> **Exercise directions**: Find all the lines in the entries below that hold the word "surface" and copy them.

Collected data
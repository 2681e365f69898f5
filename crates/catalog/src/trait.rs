// Copyright (c) 2025 woxQAQ
//
// Licensed under the MIT License or Apache License 2.0
// See LICENSE files for details

//! # Metadata source trait
//!
//! This module defines the synchronous query surface over a live database
//! catalog. Implementations may use `%`/`_` pattern matching for the pattern
//! arguments, so callers must filter the rows they get back.

use std::fmt;

use crate::error::CatalogResult;
use crate::row::{ColumnRow, PrimaryKeyRow, TableRow};

/// One-pass sequence of catalog rows
///
/// Dropping the stream releases whatever handle backs it.
pub type RowStream<'a, R> = Box<dyn Iterator<Item = CatalogResult<R>> + 'a>;

/// Catalog query surface of one database connection
///
/// Every call blocks the calling thread until the catalog answers. Only one
/// query is expected to be open per call.
///
/// # Examples
///
/// ```rust,ignore
/// use dbfixture_catalog::MetadataSource;
///
/// fn print_tables(source: &dyn MetadataSource) -> dbfixture_catalog::CatalogResult<()> {
///     for row in source.tables(None, Some("app"), "%", None)? {
///         println!("{}", row?.table_name);
///     }
///     Ok(())
/// }
/// ```
pub trait MetadataSource: Send + Sync + fmt::Debug {
    /// Product name reported by the database (e.g. `"MySQL"`)
    fn database_product_name(&self) -> CatalogResult<String>;

    /// Column descriptions
    ///
    /// # Errors
    ///
    /// Returns `CatalogError::QueryFailed` if the catalog query fails.
    fn columns(
        &self,
        catalog: Option<&str>,
        schema_pattern: Option<&str>,
        table_pattern: &str,
        column_pattern: Option<&str>,
    ) -> CatalogResult<RowStream<'_, ColumnRow>>;

    /// Table descriptions, optionally restricted to `types` (e.g. `["TABLE"]`)
    fn tables(
        &self,
        catalog: Option<&str>,
        schema_pattern: Option<&str>,
        table_pattern: &str,
        types: Option<&[String]>,
    ) -> CatalogResult<RowStream<'_, TableRow>>;

    /// Primary key columns of one table, in catalog order
    fn primary_keys(
        &self,
        catalog: Option<&str>,
        schema: Option<&str>,
        table: &str,
    ) -> CatalogResult<RowStream<'_, PrimaryKeyRow>>;
}

/// Stream over rows that are already in memory
pub fn row_stream<'a, R: 'a>(rows: Vec<R>) -> RowStream<'a, R> {
    Box::new(rows.into_iter().map(Ok))
}

/// `LIKE`-style match with `%` (any run) and `_` (any single character)
///
/// Live sources push patterns down to the database; this is for sources that
/// evaluate them in memory.
pub fn like_match(pattern: &str, value: &str) -> bool {
    let pattern: Vec<char> = pattern.chars().collect();
    let value: Vec<char> = value.chars().collect();

    let (mut p, mut v) = (0, 0);
    let mut backtrack: Option<(usize, usize)> = None;

    while v < value.len() {
        if p < pattern.len() && (pattern[p] == '_' || pattern[p] == value[v]) {
            p += 1;
            v += 1;
        } else if p < pattern.len() && pattern[p] == '%' {
            backtrack = Some((p, v));
            p += 1;
        } else if let Some((bp, bv)) = backtrack {
            p = bp + 1;
            v = bv + 1;
            backtrack = Some((bp, bv + 1));
        } else {
            return false;
        }
    }

    pattern[p..].iter().all(|c| *c == '%')
}

#[cfg(test)]
mod tests {
    use super::*;

    #[test]
    fn test_like_match_literal() {
        assert!(like_match("USERS", "USERS"));
        assert!(!like_match("USERS", "USERS2"));
    }

    #[test]
    fn test_like_match_underscore() {
        assert!(like_match("USER_ROLE", "USER_ROLE"));
        assert!(like_match("USER_ROLE", "USERXROLE"));
        assert!(!like_match("USER_ROLE", "USER__ROLE"));
    }

    #[test]
    fn test_like_match_percent() {
        assert!(like_match("%", ""));
        assert!(like_match("%", "ANYTHING"));
        assert!(like_match("US%S", "USERS"));
        assert!(like_match("%ERS", "USERS"));
        assert!(!like_match("%ERX", "USERS"));
    }
}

> **Reply**:
//! This module defines the synchronous query surface over a live database
/// Catalog query surface of one database connection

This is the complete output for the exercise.